§ **Work instructions**
Report each line below that carries the word "PhotoConfig".

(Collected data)
========

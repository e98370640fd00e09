// hotspot.rs — interactive markers attached to the loaded scene
//
// A hotspot is either a portal (jumps to another scene) or a photo spot
// (opens an inset image). It carries only its kind, the owning scene uid and
// the index into that scene's descriptor list; the destination uid / photo
// path are resolved through the tour configuration at activation time, so a
// hotspot never holds stale copies of scene data.

use crate::config::SceneConfig;
use crate::geometry::{self, HotspotTransform};

/// Side length of a hotspot quad, panorama pixels.
pub const HOTSPOT_SIZE: f32 = 48.0;

#[derive(Debug, Clone, Copy, PartialEq, Eq)]
pub enum HotspotKind {
    Portal,
    Photo,
}

#[derive(Debug, Clone, Copy, PartialEq, Eq)]
pub enum HotspotState {
    Normal,
    Hovered,
}

#[derive(Debug, Clone)]
pub struct Hotspot {
    pub kind: HotspotKind,
    pub scene_uid: String,
    /// Index into the owning scene's transitions (Portal) or photos (Photo).
    pub index: usize,
    pub state: HotspotState,
    pub transform: HotspotTransform,
}

/// Id of a hotspot inside the registry. Valid only until the next rebuild.
pub type HotspotId = usize;

/// The set of hotspots of the currently loaded scene. Owned by the active
/// scene lifecycle; emptied whenever the scene is cleared.
#[derive(Debug, Default)]
pub struct HotspotRegistry {
    hotspots: Vec<Hotspot>,
}

impl HotspotRegistry {
    pub fn new() -> Self {
        Self::default()
    }

    /// Drops the previous scene's hotspots and creates one per transition and
    /// one per photo of the given scene, all in the Normal state.
    pub fn rebuild(&mut self, scene: &SceneConfig, scene_radius: f32) {
        self.hotspots.clear();

        for (index, transition) in scene.transitions.iter().enumerate() {
            let p = transition.point;
            self.hotspots.push(Hotspot {
                kind: HotspotKind::Portal,
                scene_uid: scene.uid.clone(),
                index,
                state: HotspotState::Normal,
                transform: geometry::hotspot_transform(p.angle, p.height, p.radius, scene_radius),
            });
        }

        for (index, photo) in scene.photos.iter().enumerate() {
            let p = photo.point;
            self.hotspots.push(Hotspot {
                kind: HotspotKind::Photo,
                scene_uid: scene.uid.clone(),
                index,
                state: HotspotState::Normal,
                transform: geometry::hotspot_transform(p.angle, p.height, p.radius, scene_radius),
            });
        }
    }

    pub fn clear(&mut self) {
        self.hotspots.clear();
    }

    pub fn all(&self) -> &[Hotspot] {
        &self.hotspots
    }

    pub fn get(&self, id: HotspotId) -> Option<&Hotspot> {
        self.hotspots.get(id)
    }

    pub fn is_empty(&self) -> bool {
        self.hotspots.is_empty()
    }

    /// Switches the visual state of a hotspot. Returns `true` when the state
    /// actually changed, so callers can skip redundant material swaps.
    pub fn set_state(&mut self, id: HotspotId, state: HotspotState) -> bool {
        match self.hotspots.get_mut(id) {
            Some(hotspot) if hotspot.state != state => {
                hotspot.state = state;
                true
            }
            _ => false,
        }
    }
}

#[cfg(test)]
mod tests {
    use super::*;
    use crate::config::{PhotoConfig, PlacementPoint, SceneConfig, TransitionConfig};

    fn scene() -> SceneConfig {
        SceneConfig {
            uid: "hall".to_string(),
            image: "hall.jpg".to_string(),
            title: "Hall".to_string(),
            transitions: vec![
                TransitionConfig {
                    to_uid: "room".to_string(),
                    point: PlacementPoint { angle: 0.0, height: 0.0, radius: 1.0 },
                },
                TransitionConfig {
                    to_uid: "yard".to_string(),
                    point: PlacementPoint { angle: 1.0, height: -50.0, radius: 0.8 },
                },
            ],
            photos: vec![PhotoConfig {
                image: "vase.jpg".to_string(),
                title: "Vase".to_string(),
                point: PlacementPoint { angle: 2.0, height: 30.0, radius: 0.9 },
            }],
        }
    }

    #[test]
    fn rebuild_creates_portals_then_photos() {
        let mut registry = HotspotRegistry::new();
        registry.rebuild(&scene(), 500.0);

        let kinds: Vec<_> = registry.all().iter().map(|h| h.kind).collect();
        assert_eq!(
            kinds,
            vec![HotspotKind::Portal, HotspotKind::Portal, HotspotKind::Photo]
        );
        assert!(registry.all().iter().all(|h| h.state == HotspotState::Normal));
        assert!(registry.all().iter().all(|h| h.scene_uid == "hall"));
        // indices are per descriptor list, not global
        assert_eq!(registry.all()[2].index, 0);
    }

    #[test]
    fn rebuild_replaces_previous_contents() {
        let mut registry = HotspotRegistry::new();
        registry.rebuild(&scene(), 500.0);
        assert_eq!(registry.all().len(), 3);

        let mut other = scene();
        other.uid = "room".to_string();
        other.transitions.truncate(1);
        other.photos.clear();
        registry.rebuild(&other, 400.0);

        assert_eq!(registry.all().len(), 1);
        assert!(registry.all().iter().all(|h| h.scene_uid == "room"));
    }

    #[test]
    fn set_state_reports_actual_changes_only() {
        let mut registry = HotspotRegistry::new();
        registry.rebuild(&scene(), 500.0);

        assert!(registry.set_state(0, HotspotState::Hovered));
        assert!(!registry.set_state(0, HotspotState::Hovered));
        assert!(registry.set_state(0, HotspotState::Normal));
        assert!(!registry.set_state(99, HotspotState::Hovered));
    }
}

========

§ **Reply**
    use crate::config::{PhotoConfig, PlacementPoint, SceneConfig, TransitionConfig};
            photos: vec![PhotoConfig {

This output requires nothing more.